Now global communications technology fascinated educationalists like H G Wells. A collection of essays written during the 1930's entitled "World Brain", conveys his image of it as the nervous system of world culture (Wells, 1938). The growing store of human knowledge was to be accumulated in and distributed through a system of global communications. On an even more visionary plane, Teilhard de Chardin too, felt that the growth of communications networks was a quasi organic process and that it participated in the evolution of human consciousness:

"What system of chromosomes would be as capable as our immense social inheritance, produced by the synthetic recording of human experience, of indefinitely storing and preserving the huge array of systematised knowledge which, steadily accumulating, represents the patrimony of mankind? What has really let loose the Machine in the world, and for good, is that it both facilitates and indefinitely multiplies our activities. It fulfils the dream of all living creatures by satisfying our instinctive craving for the maximum of consciousness." (Teilhard de Chardin, 1973)

Although this celebration was written following the second world war, by then many historians were naturally inclined to a bleaker view of what technology meant for human culture. Lewis Mumford is an illustrative case. His remarkable "Technics and Civilisation", written in 1934, traced the geopolitical changes brought about by the rise of machines. He concludes with the hopeful prediction that the maturation of world culture would lead to a humane reduction in the use of technology: " .... as social life becomes more mature, the social unemployment of machines will be come as marked as the present technological unemployment of men" (Mumford, 1968). The effects of contemporary technocratic culture on human experience show how far of the mark this prediction was. Indeed, in one of his last books Mumford had had to abandon this hope. Instead, echoing Eisenhower a decade earlier, he warned about the oppressive abuse of technology by the military-industrial complex (Mumford, 1970).

Now the Internet was designed precisely because of the needs of the military-industrial complex to have a communications system capable of surviving all out nuclear war. Thus, from its inception, questions have been raised about its control, the interests it serves and how society will use it. Clearly, much of what is happening is far from the humanised and responsible use of technology for which Mumford originally hoped. However, claims are still made that the Internet will be a means to broaden and democratise the circulation of knowledge.

Indeed, even when the Internet was in its earliest stages, radical educationalists such as Ivan Illich were searching for something very like it as a means to reform education. In "Deschooling Society" Illich sought to expose and cure the agenda of conformity and consumerism that he felt was smuggled in with compulsory education:

"I intend to show that the inverse of school is possible: that we can depend on self motivated learning instead of employing teachers to bribe or compel the student to find the time or the will to learn; that we can provide the learner with new links to the world instead of funnelling all educational programs through the teacher. .... 'Network' is often used, unfortunately, to designate the channels reserved to materials selected by others for indoctrination, instruction or entertainment. But it can also be used for the telephone or the postal service, which are primarily accessible to individuals who want to send messages to each other. I wish we had another word to designate such reticular structures for mutual access, a word less evocative of entrapment, less degraded by current usage and more suggestive of the fact that any such arrangement includes legal organisation and technical aspects. Not having found a term, I will try to redeem the one which is available, using it as a synonym of 'educational web'."

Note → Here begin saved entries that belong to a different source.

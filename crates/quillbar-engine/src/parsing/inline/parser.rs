use super::{cursor::Cursor, types::InlineSpan};

/// Tokenizes one line into a sequence of [`InlineSpan`]s.
///
/// Scans left to right with greedy, non-nested matching. At each position
/// the delimiters are tried in precedence order: `` ` `` (raw zone), then
/// `**`, then a lone `*`. Whichever delimiter the scanner reaches first
/// wins; there is no global lookahead to infer "intended" structure for
/// malformed input.
///
/// An opening delimiter with no closing partner is literal text, with one
/// consequence of the precedence order worth knowing at the API: a `**`
/// with no closing `**` is not literal, because the lone-star rule then
/// pairs the two adjacent stars into an empty `Italic` span (so
/// `"**x"` yields `Italic("")` then `Text("x")`). Content between
/// delimiters is taken verbatim, never re-tokenized.
///
/// Total over arbitrary input: never panics, and any string produces at
/// least an empty span list. Adjacent plain text coalesces into a single
/// `Text` span.
pub fn tokenize(line: &str) -> Vec<InlineSpan> {
    let mut cur = Cursor::new(line);
    let mut out = vec![];
    let mut text_start = cur.pos();

    // Flush the plain-text run accumulated since the last styled span
    fn flush_text(out: &mut Vec<InlineSpan>, line: &str, start: usize, end: usize) {
        if end > start {
            out.push(InlineSpan::Text(line[start..end].to_string()));
        }
    }

    while !cur.eof() {
        let at = cur.pos();
        // Precedence: code spans first, then ** before *
        if let Some(span) = try_parse_code(&mut cur) {
            flush_text(&mut out, line, text_start, at);
            text_start = cur.pos();
            out.push(span);
            continue;
        }
        if let Some(span) = try_parse_bold(&mut cur) {
            flush_text(&mut out, line, text_start, at);
            text_start = cur.pos();
            out.push(span);
            continue;
        }
        if let Some(span) = try_parse_italic(&mut cur) {
            flush_text(&mut out, line, text_start, at);
            text_start = cur.pos();
            out.push(span);
            continue;
        }
        cur.bump();
    }

    flush_text(&mut out, line, text_start, cur.pos());
    out
}

/// Attempts to parse a backtick code span at the current position.
///
/// Returns `None` if not at a backtick or if no closing backtick exists;
/// the cursor is only advanced on success.
fn try_parse_code(cur: &mut Cursor<'_>) -> Option<InlineSpan> {
    if cur.peek() != Some(b'`') {
        return None;
    }
    let inner = &cur.rest()[1..];
    let close = inner.find('`')?;
    cur.bump_n(1 + close + 1);
    Some(InlineSpan::Code(inner[..close].to_string()))
}

/// Attempts to parse a `**bold**` span at the current position.
fn try_parse_bold(cur: &mut Cursor<'_>) -> Option<InlineSpan> {
    if !cur.starts_with(b"**") {
        return None;
    }
    let inner = &cur.rest()[2..];
    let close = inner.find("**")?;
    cur.bump_n(2 + close + 2);
    Some(InlineSpan::Bold(inner[..close].to_string()))
}

/// Attempts to parse a `*italic*` span at the current position.
///
/// Only reached once `**` has failed to match, so a lone `*` pairs with
/// the next `*` wherever it is.
fn try_parse_italic(cur: &mut Cursor<'_>) -> Option<InlineSpan> {
    if cur.peek() != Some(b'*') {
        return None;
    }
    let inner = &cur.rest()[1..];
    let close = inner.find('*')?;
    cur.bump_n(1 + close + 1);
    Some(InlineSpan::Italic(inner[..close].to_string()))
}
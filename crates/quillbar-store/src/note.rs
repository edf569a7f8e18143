use serde::{Deserialize, Serialize};

/// A persisted note record.
///
/// `id` and `updated_at` are assigned by the store; the editor only ever
/// mutates `title` and `content` on a working copy and hands them back
/// through [`crate::NoteStore::update`].
#[derive(Debug, Clone, PartialEq, Eq, Serialize, Deserialize)]
pub struct Note {
    /// Opaque store-assigned identifier.
    pub id: String,
    pub title: String,
    /// Canonical markdown-like text body.
    pub content: String,
    /// RFC 3339 timestamp, refreshed by the store on every write.
    pub updated_at: String,
}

(Illich, 1970, Chapter 7).

So, will the Internet be the liberating 'educational web' that Illich sought or the abuse of technocratic power that Mumford feared? It is too early to answer this question, since only a tiny proportion of the population use it. But it is not too early to raise it, and since it is growing so rapidly and since universities are among its major users, the effects it is having there may anticipate the role it will play in the wider cultural sphere. Something like the liberation that Illich envisaged may indeed be taking place. However, at the same time, and possibly in the longer term, there are also signs of the alienation about which Mumford was concerned.

David Harvey considers similar matters in the closing sections of his book where he explores the ethical and aesthetic consequences of postmodernity. In doing so, he refers to an analysis of the cultural effects of technology by Walter Benjamin. Benjamin concluded that the effects of mechanical reproduction would be to detach works of art from the traditions which provided their emotional significance and cultural role (Benjamin, 1968). This, he foresaw, would lead both a desensitisation but also to a democratisation of aesthetics. Harvey is concerned that desensitisation rather than democratisation is characteristic of the postmodern cultural condition. Images of destruction and suffering that formerly might have provoked action now do not. Baudrillard suggests this is because reality is blending what can be simulated. In the process, reality itself no longer elicits the responses it formerly would have done (Baudrillard, 1993, ch. 5).

Two themes emerge here. One, echoing the hopeful visions of Wells, de Chardin and Illich, is that the Internet will liberate knowledge and thus democratise education. The other, following the misgivings of Mumford, Benjamin and Harvey, is that the Internet is alienating and may help to conceal the damaging geopolitical effects of technocracy. We can now look at how the Internet is used in universities to see if either of these themes can be found.

The Internet and University Education.

Education reflects the culture that surrounds it. As its etymology reveals, it is a leading out, an introduction to the cultural tools that equip us to lead our lives together. Formal education is continuous with that more subtle education that occurs incidentally in parallel with other cultural practices. Thus, as the Internet becomes part of everyday life, education will need to assimilate and use this new cultural force. The effects of the Internet along with video, broadcast TV and multimedia in general, what has been called "screen culture", are felt long before students arrive at university.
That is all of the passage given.